Saltare uno o comunque un numero limitato di pagamenti dell’assegno di mantenimento non è un reato se ci sono dei validi motivi e comunque non si provocano conseguenze al beneficiario, che nel frattempo non accusa particolari danni per l’inadempimento. Al contrario, smettere di pagare il mantenimento o versare abitualmente una rata ridotta arbitrariamente può configurare un reato.
È molto importante conoscere quanto previsto dalla legge sull’abitualità della condotta, perché attiene di fatto alla stragrande maggioranza dei casi di mantenimento non pagato. Da consolidato orientamento della Cassazione, questa condotta è penalmente rilevante. Il mancato pagamento, dunque un ritardo, occasionale non appare invece perseguibile penalmente.
Cosa si rischia
Nell’ipotesi in cui il mancato pagamento dell’assegno di mantenimento è un reato si applica quanto stabilito dagli articoli 570 e 570 bis del Codice penale, ovvero la reclusione fino a 1 anno oppure la multa da 103 a 1.032 euro. C’è poi il reato di violazione della sentenza del giudice, se effettuata volontariamente, punito dall’articolo 388 del Codice penale con la reclusione fino a 3 anni o la multa da 103 a 1.032 euro.
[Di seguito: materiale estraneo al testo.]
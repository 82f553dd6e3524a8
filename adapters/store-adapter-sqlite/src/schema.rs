//! Database schema migrations.
//!
//! Named, ordered migrations with up/down SQL. `upgrade` applies the
//! missing ones, `downgrade` reverts the most recent one.

use sqlx::SqlitePool;

use crate::utils::inspect;
use slipway_types::prelude::*;

struct Migration {
	name: &'static str,
	up: &'static [&'static str],
	down: &'static [&'static str],
}

const MIGRATIONS: &[Migration] = &[
	Migration {
		name: "0001_core",
		up: &[
			"CREATE TABLE IF NOT EXISTS repositories (
				id text PRIMARY KEY,
				repo text NOT NULL,
				token text,
				release_file_pattern text NOT NULL,
				exec_file_pattern text NOT NULL,
				retention integer NOT NULL DEFAULT 3,
				disabled integer NOT NULL DEFAULT 0,
				created integer NOT NULL DEFAULT (unixepoch())
			)",
			"CREATE TABLE IF NOT EXISTS releases (
				id text PRIMARY KEY,
				repository_id text NOT NULL,
				version text NOT NULL,
				release_name text NOT NULL,
				published_at integer NOT NULL,
				asset_id text NOT NULL,
				asset_file_name text NOT NULL,
				download_url text NOT NULL,
				asset_size integer NOT NULL,
				UNIQUE(repository_id, version)
			)",
			"CREATE TABLE IF NOT EXISTS services (
				id text PRIMARY KEY,
				name text NOT NULL,
				release_id text NOT NULL,
				restart_policy text NOT NULL DEFAULT 'no',
				status text NOT NULL DEFAULT 'idle',
				ip text,
				port integer,
				error_message text,
				last_started integer,
				deleted integer,
				install_token text,
				boot_user_email text,
				boot_user_password text,
				created integer NOT NULL DEFAULT (unixepoch())
			)",
			"CREATE TABLE IF NOT EXISTS service_commands (
				id text PRIMARY KEY,
				service_id text NOT NULL,
				action text NOT NULL,
				status text NOT NULL DEFAULT 'pending',
				error_message text,
				executed integer,
				created integer NOT NULL DEFAULT (unixepoch())
			)",
			"CREATE INDEX IF NOT EXISTS idx_service_commands_pending
				ON service_commands(status, created)",
		],
		down: &[
			"DROP TABLE IF EXISTS service_commands",
			"DROP TABLE IF EXISTS services",
			"DROP TABLE IF EXISTS releases",
			"DROP TABLE IF EXISTS repositories",
		],
	},
	Migration {
		name: "0002_domains",
		up: &[
			"CREATE TABLE IF NOT EXISTS domains (
				id text PRIMARY KEY,
				domain text NOT NULL UNIQUE,
				service_id text,
				proxy_entry_id text,
				use_https integer NOT NULL DEFAULT 0,
				created integer NOT NULL DEFAULT (unixepoch())
			)",
			"CREATE TABLE IF NOT EXISTS proxy_entries (
				id text PRIMARY KEY,
				name text NOT NULL,
				target_url text NOT NULL,
				enabled integer NOT NULL DEFAULT 1,
				deleted integer,
				created integer NOT NULL DEFAULT (unixepoch())
			)",
		],
		down: &["DROP TABLE IF EXISTS proxy_entries", "DROP TABLE IF EXISTS domains"],
	},
	Migration {
		name: "0003_cert_requests",
		up: &[
			"CREATE TABLE IF NOT EXISTS cert_requests (
				id text PRIMARY KEY,
				domain text NOT NULL,
				status text NOT NULL DEFAULT 'pending',
				not_before integer,
				attempt integer NOT NULL DEFAULT 1,
				message text,
				requested integer,
				created integer NOT NULL DEFAULT (unixepoch())
			)",
			"CREATE INDEX IF NOT EXISTS idx_cert_requests_domain
				ON cert_requests(domain, created)",
		],
		down: &["DROP TABLE IF EXISTS cert_requests"],
	},
	Migration {
		name: "0004_superusers",
		up: &[
			"CREATE TABLE IF NOT EXISTS superusers (
				id text PRIMARY KEY,
				email text NOT NULL UNIQUE,
				password_hash text NOT NULL,
				created integer NOT NULL DEFAULT (unixepoch())
			)",
			"CREATE TABLE IF NOT EXISTS users (
				id text PRIMARY KEY,
				email text NOT NULL UNIQUE,
				password_hash text NOT NULL,
				verified integer NOT NULL DEFAULT 0,
				created integer NOT NULL DEFAULT (unixepoch())
			)",
		],
		down: &["DROP TABLE IF EXISTS users", "DROP TABLE IF EXISTS superusers"],
	},
];

async fn applied(db: &SqlitePool) -> SwResult<Vec<String>> {
	sqlx::query("CREATE TABLE IF NOT EXISTS migrations (
			name text PRIMARY KEY,
			applied integer NOT NULL DEFAULT (unixepoch())
		)")
		.execute(db)
		.await
		.inspect_err(inspect)
		.map_err(|_| Error::DbError)?;

	let rows = sqlx::query_scalar::<_, String>("SELECT name FROM migrations ORDER BY name")
		.fetch_all(db)
		.await
		.inspect_err(inspect)
		.map_err(|_| Error::DbError)?;
	Ok(rows)
}

/// Applies every missing migration; returns the names applied.
pub(crate) async fn upgrade(db: &SqlitePool) -> SwResult<Vec<Box<str>>> {
	let done = applied(db).await?;
	let mut newly_applied = Vec::new();

	for migration in MIGRATIONS {
		if done.iter().any(|name| name == migration.name) {
			continue;
		}
		let mut tx = db.begin().await.inspect_err(inspect).map_err(|_| Error::DbError)?;
		for statement in migration.up {
			sqlx::query(statement)
				.execute(&mut *tx)
				.await
				.inspect_err(inspect)
				.map_err(|_| Error::DbError)?;
		}
		sqlx::query("INSERT INTO migrations (name) VALUES (?)")
			.bind(migration.name)
			.execute(&mut *tx)
			.await
			.inspect_err(inspect)
			.map_err(|_| Error::DbError)?;
		tx.commit().await.inspect_err(inspect).map_err(|_| Error::DbError)?;

		info!("migration applied: {}", migration.name);
		newly_applied.push(migration.name.into());
	}
	Ok(newly_applied)
}

/// Reverts the most recently applied migration, if any.
pub(crate) async fn downgrade(db: &SqlitePool) -> SwResult<Option<Box<str>>> {
	let done = applied(db).await?;
	let Some(last) = done.last() else {
		return Ok(None);
	};
	let Some(migration) = MIGRATIONS.iter().find(|m| m.name == last) else {
		return Err(Error::Internal(format!("unknown applied migration: {}", last)));
	};

	let mut tx = db.begin().await.inspect_err(inspect).map_err(|_| Error::DbError)?;
	for statement in migration.down {
		sqlx::query(statement)
			.execute(&mut *tx)
			.await
			.inspect_err(inspect)
			.map_err(|_| Error::DbError)?;
	}
	sqlx::query("DELETE FROM migrations WHERE name=?")
		.bind(migration.name)
		.execute(&mut *tx)
		.await
		.inspect_err(inspect)
		.map_err(|_| Error::DbError)?;
	tx.commit().await.inspect_err(inspect).map_err(|_| Error::DbError)?;

	info!("migration reverted: {}", migration.name);
	Ok(Some(migration.name.into()))
}

// vim: ts=4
A prescindere dalle fattispecie penali, il mancato pagamento dell’assegno di mantenimento consente al beneficiario (o al suo tutore) di agire in sede civile per ottenere l’esecuzione forzata del provvedimento (con eventuale pignoramento, ad esempio dello stipendio o della pensione). Per qualsiasi modifica dell’assegno è necessario ottenere l’assenso del giudice, chiedendo eventualmente anche il rimborso degli assegni già pagati.